┌────────

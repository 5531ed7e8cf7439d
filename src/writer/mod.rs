//! Output writers
//!
//! A writer turns a [`Figure`] into some output. The plotly writer produces
//! the figure JSON the other two build on:
//!
//! - [`PlotlyWriter`] - plotly.js figure JSON (`data` + `layout`)
//! - [`HtmlWriter`] - standalone interactive page
//! - [`KaleidoExporter`] - PNG bytes rendered by the kaleido executable
//!
//! # Example
//!
//! ```rust,ignore
//! use project_heatmap::writer::{PlotlyWriter, Writer};
//!
//! let json = figure.render(&PlotlyWriter::new())?;
//! ```

use crate::plot::Figure;
use crate::Result;

pub mod html;
pub mod image;
pub mod plotly;

pub use html::{display, HtmlWriter};
pub use image::KaleidoExporter;
pub use plotly::PlotlyWriter;

/// Trait for figure output formats
pub trait Writer {
    type Output;

    /// Render the figure
    fn write(&self, figure: &Figure) -> Result<Self::Output>;

    /// Check the figure can be rendered by this writer
    fn validate(&self, _figure: &Figure) -> Result<()> {
        Ok(())
    }
}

└────────

Set the lines down exactly as they stand, beginning at the one that contains "pub trait Writer" and stopping after the last line of the entries above.

pub trait Writer {
    type Output;

    /// Render the figure
    fn write(&self, figure: &Figure) -> Result<Self::Output>;

    /// Check the figure can be rendered by this writer
    fn validate(&self, _figure: &Figure) -> Result<()> {
        Ok(())
    }
}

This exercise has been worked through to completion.